Figure 15 Profils sur gel d’agarose des clones 1 à 23 suite au criblage avec pGBKT7/AICD. Chaque clone a été digéré avec EcoRI et XhoI. La bande à 8,1Kb représente le vecteur pACT2. (A) Profils des clones 1 à 12. (B) Profils des clones 13 à 23. Les flèches indiquent les clones qui ont été séquencés.

Figure 16 Profils sur gel d’agarose des clones 1 à 14 suite au criblage avec pGBKT7/PS1(1-132). Chaque clone a été digéré avec EcoRI et XhoI. La bande à 8,1Kb représente le vecteur pACT2. (A) Profils des clones 1 à 10. (B) Profils des clones 11 à 14. Les flèches indiquent les clones qui ont été séquencés.

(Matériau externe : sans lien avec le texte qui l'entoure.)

impl GameRegistry {
    pub fn load(store: ConfigStore) -> Self {
        let mut registry = Self {
            store,
            global: GlobalConfig::default(),
            entries: Vec::new(),
            unavailable: Vec::new(),
            probe: Box::new(FileCommandProbe),
        };
        registry.sync_from_store();
        registry
    }

    pub fn with_probe(mut self, probe: Box<dyn ExeProbe>) -> Self {
        self.probe = probe;
        self
    }

    pub fn store(&self) -> &ConfigStore {
        &self.store
    }

    pub fn global(&self) -> &GlobalConfig {
        &self.global
    }

    pub fn entries(&self) -> &[GameEntry] {
        &self.entries
    }

    pub fn entries_mut(&mut self) -> &mut [GameEntry] {
        &mut self.entries
    }

    pub fn unavailable(&self) -> &[GameRecord] {
        &self.unavailable
    }

    pub fn len(&self) -> usize {
        self.entries.len()
    }

    pub fn is_empty(&self) -> bool {
        self.entries.is_empty()
    }

    pub fn position(&self, path: &Path) -> Option<usize> {
        self.entries.iter().position(|e| e.record.path == path)
    }

    pub fn get(&self, path: &Path) -> Option<&GameEntry> {
        self.entries.iter().find(|e| e.record.path == path)
    }

    pub fn get_mut(&mut self, path: &Path) -> Option<&mut GameEntry> {
        self.entries.iter_mut().find(|e| e.record.path == path)
    }

    /// Global defaults overlaid with the entry's own overrides
    pub fn effective_flags(&self, entry: &GameEntry) -> LaunchFlags {
        self.global.flags.overlay(&entry.record.flags)
    }

    /// Everything that belongs in the document, active entries first.
    pub fn records(&self) -> Vec<GameRecord> {
        self.entries
            .iter()
            .map(|e| e.record.clone())
            .chain(self.unavailable.iter().cloned())
            .collect()
    }

    // ========================================================================
    // Reconciliation
    // ========================================================================

    /// Reload the document and reconcile against it.
    pub fn sync_from_store(&mut self) -> ReconcileSummary {
        let (global, games) = self.store.load();
        self.global = global;
        self.reconcile(games)
    }

    /// Replace the entry list with `loaded`.
    ///
    /// Entries whose path survives keep their process state. Entries that
    /// disappear are dropped; a game they were running keeps running
    /// untracked. Records whose executable is missing are set aside unless
    /// their game is still running.
    pub fn reconcile(&mut self, loaded: Vec<GameRecord>) -> ReconcileSummary {
        let mut summary = ReconcileSummary::default();
        let mut previous = std::mem::take(&mut self.entries);
        let mut seen = HashSet::new();
        self.unavailable.clear();

        for record in loaded {
            if !seen.insert(record.path.clone()) {
                log_warning(&format!("Ignoring duplicate game entry: {}", record.path.display()));
                continue;
            }

            match previous.iter().position(|e| e.record.path == record.path) {
                Some(index) => {
                    let mut entry = previous.remove(index);
                    if entry.state.is_stopped() && !record.path.exists() {
                        log_debug(&format!("Game file missing: {}", record.path.display()));
                        self.unavailable.push(record);
                        summary.removed += 1;
                        summary.unavailable += 1;
                        continue;
                    }
                    entry.record = record;
                    self.entries.push(entry);
                }
                None if !record.path.exists() => {
                    log_debug(&format!("Game file missing: {}", record.path.display()));
                    self.unavailable.push(record);
                    summary.unavailable += 1;
                }
                None => {
                    self.entries.push(GameEntry::new(record));
                    summary.added += 1;
                }
            }
        }

        for mut dropped in previous {
            summary.removed += 1;
            if let Some(game) = dropped.state.release() {
                log_warning(&format!(
                    "{} was removed from the config while running; pid {} is no longer tracked",
                    dropped.record.name, game.pid
                ));
                game.detach();
                summary.orphaned += 1;
            }
        }

        if summary.changed() {
            log_info(&format!(
                "Game list updated: {} added, {} removed",
                summary.added, summary.removed
            ));
        }
        summary
    }

    // ========================================================================
    // Mutations (each persisted immediately)
    // ========================================================================

    fn persist(&self) {
        if let Err(e) = self.store.save(&self.global, &self.records()) {
            log_error(&format!("Error saving config: {}", e));
        }
    }

    pub fn add(&mut self, path: impl AsRef<Path>) -> Result<&GameEntry, RegistryError> {
        let path = path.as_ref();
        let path = std::path::absolute(path).unwrap_or_else(|_| path.to_path_buf());

        if self.position(&path).is_some() || self.unavailable.iter().any(|r| r.path == path) {
            return Err(RegistryError::DuplicatePath(path));
        }
        if !exe_check::is_windows_executable(self.probe.as_ref(), &path) {
            return Err(RegistryError::InvalidExecutable(path));
        }

        let record = GameRecord::discover(&path);
        log_action(&format!("Added {} ({})", record.name, path.display()));
        self.entries.push(GameEntry::new(record));
        self.persist();

        let index = self.entries.len() - 1;
        Ok(&self.entries[index])
    }

    /// Remove an entry, stopping its game first if it is running.
    pub fn remove<C: ProcessControl>(
        &mut self,
        path: &Path,
        coordinator: &ShutdownCoordinator<C>,
    ) -> Result<GameRecord, RegistryError> {
        let index = self.require(path)?;

        coordinator.stop(&mut self.entries[index]);
        let entry = self.entries.remove(index);
        log_action(&format!("Removed {}", entry.record.name));
        self.persist();

        Ok(entry.record)
    }

    pub fn reorder(&mut self, from: usize, to: usize) -> Result<(), RegistryError> {
        let len = self.entries.len();
        for index in [from, to] {
            if index >= len {
                return Err(RegistryError::IndexOutOfRange { index, len });
            }
        }

        if from != to {
            let entry = self.entries.remove(from);
            self.entries.insert(to, entry);
            self.persist();
        }
        Ok(())
    }

    pub fn rename(&mut self, path: &Path, name: &str) -> Result<(), RegistryError> {
        let index = self.require(path)?;
        let name = name.trim();
        self.entries[index].record.name = if name.is_empty() {
            crate::config::infer_name(path)
        } else {
            name.to_string()
        };
        self.persist();
        Ok(())
    }

    pub fn set_icon(&mut self, path: &Path, icon: Option<PathBuf>) -> Result<(), RegistryError> {
        let index = self.require(path)?;
        self.entries[index].record.icon = icon;
        self.persist();
        Ok(())
    }

    pub fn set_game_flag(&mut self, path: &Path, key: &str, value: &str) -> Result<(), RegistryError> {
        let index = self.require(path)?;
        self.entries[index].record.flags.set(key, value)?;
        self.persist();
        Ok(())
    }

    pub fn unset_game_flag(&mut self, path: &Path, key: &str) -> Result<(), RegistryError> {
        let index = self.require(path)?;
        self.entries[index].record.flags.unset(key)?;
        self.persist();
        Ok(())
    }

    pub fn set_global_flag(&mut self, key: &str, value: &str) -> Result<(), RegistryError> {
        self.global.flags.set(key, value)?;
        self.persist();
        Ok(())
    }

    pub fn set_artwork_api_key(&mut self, key: &str) {
        self.global.artwork_api_key = key.trim().to_string();
        self.persist();
    }

    fn require(&self, path: &Path) -> Result<usize, RegistryError> {
        self.position(path)
            .ok_or_else(|| RegistryError::NotFound(path.display().to_string()))
    }
}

Parmi les clones obtenus, nous avons décidé de séquencer certain d’entre eux (pointés par une flèche à la figure 15 et 16). Les clones qui n’ont pas été séquencés représentaient le même profil d’un clone qui a été séquencé. L’analyse sommaire des clones séquencés nous permet d’identifier des régions d’homologie entre nos clones et des gènes codant pour des protéines connues ou inconnues (tableau 20). L’analyse de la séquence du clone no.12 obtenu après le criblage avec pGBKT7/AICD, nous indique que ce clone est en fait la protéine FE-65. La protéine FE-65 est connu pour interagir avec AICD en lui permettant de transloquer au noyau (De Strooper and Annaert 2000) (Cao and Sudhof 2001). Ce résultat nous indique que le criblage a été efficace car nous avons recruté une protéine connue qui interagit avec AICD.

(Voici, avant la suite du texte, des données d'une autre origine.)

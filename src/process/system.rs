use nix::sys::signal::{self, Signal};
use nix::unistd::{self, Pid};
use std::fs;
use std::path::PathBuf;
use std::process::{Command, Stdio};
use std::thread;
use std::time::Duration;
use wait_timeout::ChildExt;

use crate::logging::{log_debug, log_warning};

/// How long a `wineserver -k`/`-k9` call may take
pub const WINESERVER_TIMEOUT: Duration = Duration::from_secs(3);

/// Command-line pattern used when sweeping the process table
#[derive(Debug, Clone, PartialEq, Eq)]
pub enum ProcessMatch {
    /// Compatibility-layer binaries and anything running a `.exe`
    RuntimeHelpers,
    /// Command line containing the given name
    Named(String),
}

impl ProcessMatch {
    pub fn named(name: impl Into<String>) -> Self {
        ProcessMatch::Named(name.into())
    }

    pub fn matches(&self, cmdline: &str) -> bool {
        match self {
            ProcessMatch::RuntimeHelpers => cmdline.contains("wine") || cmdline.contains(".exe"),
            ProcessMatch::Named(name) => cmdline.contains(name.as_str()),
        }
    }
}

/// OS operations the shutdown protocol is built from
pub trait ProcessControl {
    fn signal_group(&self, pgid: Pid, signal: Signal) -> nix::Result<()>;
    fn signal(&self, pid: Pid, signal: Signal) -> nix::Result<()>;
    /// Pids of processes (other than this one) whose command line matches
    fn find_matching(&self, pattern: &ProcessMatch) -> Vec<Pid>;
    /// Ask the shared wineserver to exit; returns false on failure or timeout.
    fn stop_wineserver(&self, force: bool) -> bool;
    fn pause(&self, duration: Duration);
}

/// The real process table, signals and wineserver
#[derive(Debug, Clone)]
pub struct SystemProcesses {
    wineserver: PathBuf,
    own_pid: Pid,
}

impl SystemProcesses {
    pub fn new(wineserver: impl Into<PathBuf>) -> Self {
        Self {
            wineserver: wineserver.into(),
            own_pid: unistd::getpid(),
        }
    }
}

impl ProcessControl for SystemProcesses {
    fn signal_group(&self, pgid: Pid, signal: Signal) -> nix::Result<()> {
        signal::killpg(pgid, signal)
    }

    fn signal(&self, pid: Pid, signal: Signal) -> nix::Result<()> {
        signal::kill(pid, signal)
    }

    fn find_matching(&self, pattern: &ProcessMatch) -> Vec<Pid> {
        scan_proc()
            .into_iter()
            .filter(|(pid, cmdline)| *pid != self.own_pid && pattern.matches(cmdline))
            .map(|(pid, _)| pid)
            .collect()
    }

    fn stop_wineserver(&self, force: bool) -> bool {
        let flag = if force { "-k9" } else { "-k" };
        let mut child = match Command::new(&self.wineserver)
            .arg(flag)
            .stdin(Stdio::null())
            .stdout(Stdio::null())
            .stderr(Stdio::null())
            .spawn()
        {
            Ok(child) => child,
            Err(e) => {
                log_warning(&format!("Error stopping wineserver: {}", e));
                return false;
            }
        };

        match child.wait_timeout(WINESERVER_TIMEOUT) {
            Ok(Some(status)) => status.success(),
            Ok(None) => {
                log_warning(&format!("wineserver {} timed out", flag));
                let _ = child.kill();
                let _ = child.wait();
                false
            }
            Err(e) => {
                log_warning(&format!("Error waiting for wineserver: {}", e));
                false
            }
        }
    }

    fn pause(&self, duration: Duration) {
        thread::sleep(duration);
    }
}

/// Every process with a readable, non-empty command line.
fn scan_proc() -> Vec<(Pid, String)> {
    let entries = match fs::read_dir("/proc") {
        Ok(entries) => entries,
        Err(e) => {
            log_warning(&format!("Cannot read /proc: {}", e));
            return Vec::new();
        }
    };

    entries
        .flatten()
        .filter_map(|entry| {
            let pid: i32 = entry.file_name().to_str()?.parse().ok()?;
            // Processes can vanish between listing and reading
            let raw = fs::read(entry.path().join("cmdline")).ok()?;
            let cmdline = cmdline_to_string(&raw);
            (!cmdline.is_empty()).then_some((Pid::from_raw(pid), cmdline))
        })
        .collect()
}

fn cmdline_to_string(raw: &[u8]) -> String {
    let joined: Vec<u8> = raw
        .iter()
        .map(|b| if *b == 0 { b' ' } else { *b })
        .collect();
    String::from_utf8_lossy(&joined).trim().to_string()
}

/// Log-and-drop for signal results; a target that is already gone is expected.
pub(crate) fn ignore_gone(result: nix::Result<()>, target: &str) {
    match result {
        Ok(()) | Err(nix::errno::Errno::ESRCH) => {}
        Err(e) => log_debug(&format!("Signal to {} failed: {}", target, e)),
    }
}

#[cfg(test)]
mod tests {
    use super::*;
    use std::process::Command;

    #[test]
    fn test_helper_pattern() {
        let helpers = ProcessMatch::RuntimeHelpers;
        assert!(helpers.matches("/usr/bin/wine64-preloader C:\\game.exe"));
        assert!(helpers.matches("Z:\\games\\Foo\\Foo.exe -dx11"));
        assert!(helpers.matches("/usr/bin/wineserver"));
        assert!(!helpers.matches("/usr/bin/bash -l"));

        let named = ProcessMatch::named("umu-run");
        assert!(named.matches("python3 /usr/bin/umu-run /games/a.exe"));
        assert!(!named.matches("/usr/bin/wine"));
    }

    #[test]
    fn test_cmdline_nul_separators() {
        assert_eq!(cmdline_to_string(b"sleep\x0030\x00"), "sleep 30");
        assert_eq!(cmdline_to_string(b""), "");
    }

    #[test]
    fn test_scan_finds_child_but_not_self() {
        let mut child = Command::new("sleep")
            .arg("7.25")
            .spawn()
            .unwrap();
        let child_pid = Pid::from_raw(child.id() as i32);

        let system = SystemProcesses::new("wineserver");
        let found = system.find_matching(&ProcessMatch::named("sleep 7.25"));
        assert!(found.contains(&child_pid));

        let own = unistd::getpid();
        let everything = system.find_matching(&ProcessMatch::named(""));
        assert!(!everything.contains(&own));

        let _ = child.kill();
        let _ = child.wait();
    }

    #[test]
    fn test_signal_to_missing_process_is_swallowed() {
        let system = SystemProcesses::new("wineserver");
        // Pid far above the default pid_max
        let result = system.signal(Pid::from_raw(i32::MAX - 1), Signal::SIGTERM);
        assert_eq!(result, Err(nix::errno::Errno::ESRCH));
        ignore_gone(result, "missing");
    }
}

De tous les clones obtenus nous nous sommes particulièrement intéressés au clone no.15 dont la séquence est homologue à la séquence de la protéine KBP (KyoT Binding Protein) qui lie la protéine KyoT dans la voie de signalisation de Notch (Taniguchi, Furukawa et al. 1998). Ceci est très intéressant car nous pourrions être en mesure d’établir un lien entre la voie de signalisation de Notch et d’APP. Dès lors, nous voulons confirmer l’interaction entre le clone 15 et AICD en utilisant la méthode d’immunoprécipitation. Jusqu’à maintenant seulement 2 essais non concluants ont été effectués pour vérifier l’interaction du clone 15 avec AICD. En ce qui concerne les autres clones obtenus, il pourrait s’avérer très intéressant de poursuivre l’analyse et ainsi pouvoir émettre des hypothèses sur le rôle d’AICD au noyau ou d’élaborer sur le rôle de PS1 dans les diverses voies de signalisation.